皆さん、こんにちは。自民党衆議院東京都第23選挙区(町田市、多摩市)支部長の小倉まさのぶです。

 

社会保障制度改革推進法案が8月10日に参議院で可決されました。前回ブログ(「税と社会保障の一体改革について」)で述べたように、同法案は、2014年4月に自動的に消費税を8%に上げる訳ではありません。まずは、大がかりな景気対策を実施し、景気回復・デフレ脱却を図ることが先決となっています(附則18条2項(※1))。
 

日本経済を蝕むデフレ不況の原因は需要不足です。こうした場合、ケインズの経済学に則れば、金融緩和と財政出動により、需要不足を解消する処方箋となります。具体的には、2~3%のインフレターゲット(物価目標政策)や日銀法改正による金融緩和、そして地震対策や省エネ・再生可能エネルギー促進などターゲットを絞った財政出動が有効な経済対策になるでしょう。
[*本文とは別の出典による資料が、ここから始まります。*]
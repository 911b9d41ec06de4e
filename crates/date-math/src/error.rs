//! Error types for date-math operations.

use thiserror::Error;

use crate::symbol::CalendarField;

/// A date pattern that cannot be used for formatting or enumeration.
#[derive(Error, Debug, Clone, PartialEq, Eq)]
pub enum MalformedPatternError {
    #[error("Pattern '{pattern}' does not contain any field symbols")]
    NoFieldSymbols { pattern: String },

    #[error("Field '{symbol}' in pattern '{pattern}' does not have all of its dependencies")]
    UnsatisfiedDependency { pattern: String, symbol: char },

    #[error("Unsupported pattern letter '{letter}' in pattern '{pattern}'")]
    UnsupportedLetter { pattern: String, letter: char },

    #[error("Too many pattern letters '{letter}' ({count}) in pattern '{pattern}'")]
    TooManyLetters {
        pattern: String,
        letter: char,
        count: usize,
    },

    #[error("Reserved character '{character}' in pattern '{pattern}'")]
    ReservedCharacter { pattern: String, character: char },
}

impl MalformedPatternError {
    /// The pattern string that failed to compile.
    pub fn pattern(&self) -> &str {
        match self {
            Self::NoFieldSymbols { pattern }
            | Self::UnsatisfiedDependency { pattern, .. }
            | Self::UnsupportedLetter { pattern, .. }
            | Self::TooManyLetters { pattern, .. }
            | Self::ReservedCharacter { pattern, .. } => pattern,
        }
    }
}

/// Text that does not match a compiled date pattern.
#[derive(Error, Debug, Clone, PartialEq, Eq)]
pub enum FormatParseError {
    #[error("expected {expected} at position {position}")]
    Mismatch {
        position: usize,
        expected: &'static str,
    },

    #[error("unparsed text found at position {position}: '{remainder}'")]
    TrailingText { position: usize, remainder: String },

    #[error("conflicting values for {field:?}: {first} and {second}")]
    Conflict {
        field: CalendarField,
        first: i64,
        second: i64,
    },

    #[error("value {value} is out of range for {field:?}")]
    OutOfRange { field: CalendarField, value: i64 },

    #[error("cannot represent {0} in the calendar")]
    Unrepresentable(String),
}

/// A date-math expression that cannot be resolved.
#[derive(Error, Debug, Clone, PartialEq, Eq)]
pub enum DateMathParseError {
    #[error("operator '{operator}' not supported for date math '{expression}'")]
    UnsupportedOperator { operator: char, expression: String },

    #[error("truncated date math '{expression}'")]
    TruncatedExpression { expression: String },

    #[error(
        "rounding '/' may only be used with an implicit magnitude of one in date math '{expression}'"
    )]
    RoundingMagnitude { expression: String },

    #[error("unit '{unit}' not supported for date math '{expression}'")]
    UnsupportedUnit { unit: char, expression: String },

    #[error("invalid magnitude '{magnitude}' in date math '{expression}'")]
    InvalidMagnitude {
        magnitude: String,
        expression: String,
    },

    #[error("date math '{expression}' leaves the supported calendar range")]
    OutOfRange { expression: String },

    #[error("failed to parse date field '{input}' with format '{pattern}'")]
    InvalidDate {
        input: String,
        pattern: String,
        #[source]
        source: FormatParseError,
    },

    #[error(transparent)]
    Pattern(#[from] MalformedPatternError),
}

pub type Result<T> = std::result::Result<T, DateMathParseError>;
この間、円高を是正するような為替政策(例えば、単独介入や日銀の外債オペ等)も必要でしょう。ただし、際限なく金融緩和や財政出動を続ければ、日本国債の暴落⇒金利の急上昇という最悪の事態も招きかねません。国債の利回りが1%上昇するだけで利払い費は年間6.6兆円(※2)増えますし、国債を大量に保有する日本の金融システムも機能不全に陥ります。

 

金融緩和と財政出動で急場を凌ぎつつ、その間、それ以外の方法で需要不足を解消しなければいけません。需要不足の真犯人はズバリ企業の貯蓄超過です。下図をみれば、高齢化が進み家計の貯蓄が減少する中、日本の企業が新規の設備投資をせずにせっせと貯蓄に励み、その分、政府が借金をして需要の穴埋めに走り、それでも埋められず、一部の貯蓄が海外に流れているのが分かると思います。企業が需要不足を埋めなければ、政府が借金を重ねてでもこれを埋めなければ、(外需が増えない限り)日本の景気は底割れしてしまうので、政府の赤字も一向に減りません。

 

小倉まさのぶのブログ

 

 

バブル崩壊後、日本はゼロ金利になり、2000年以降は金融機関の不良債権処理も進みました。ところが、内部留保も増えて、銀行から驚くほどの低金利で借りられるような状態になっても、日本の企業はお金を使おうとしません。90年代を境に、日本の生産年齢人口が減少に転じるとともに、キャッチアップ型の経済が終わり生産性の上昇も頭打ちになり、日本における資本収益率が落ち込んでしまったからです。
 

私は、企業の過剰貯蓄を解消させること、すなわち日本の資本収益率を改善させることが日本のデフレ脱却&景気回復&財政健全化の最終的な処方箋になると思います。その具体的な方策として、同じく企業の過剰貯蓄を指摘している深尾京司一橋大教授は、出遅れているICT(情報通信)投資や無形資産投資の促進、法人税減税や自由貿易の拡大による日本企業の国内回帰、雇用効果の大きい中小新興企業への援助を挙げています。

 

どの政党・政治家も、異口同音に、景気回復・経済成長を政策として掲げています。経済成長に対して異議を唱える有権者は誰もいないでしょう。しかし、いずれも、総花的で表面的なものばかりです。景気低迷の背景・原因は何か、経済指標を省察し経済理論を理解したうえで、これを把握していなければ、頓珍漢な景気対策となってしまいます。私は、病気の患者(日本経済)に対して、西洋医薬(金融・為替・財政政策)で対症療法を行いつつ、漢方医薬(企業の過剰貯蓄の解消)により体質改善を図る。これが、日本経済再生の処方箋だと思っています。

 

 

※1 附則18条2項

この法律の公布後、消費税率の引上げに当たっての経済状況の判断を行うとともに、経済財政状況の激変にも柔軟に対応する観点から、第二条及び第三条に規定する消費税率の引上げに係る改正規定のそれぞれの施行前に、経済状況の好転について、名目及び実質の経済成長率、物価動向等、種々の経済指標を確認し、前項の措置を踏まえつつ、経済状況等を総合的に勘案した上で、その施行の停止を含め所要の措置を講ずる。

 

※2 ただし、これは短期金利も含めて全ての年限の国債の金利が上昇した場合の試算です。これを長期国債だけに限った場合、短期的に借り換えが必要となる長期国債は全体の2割にとどまりますが、それでも1%の金利上昇によるインパクトは年間1.3兆円に昇ることになります。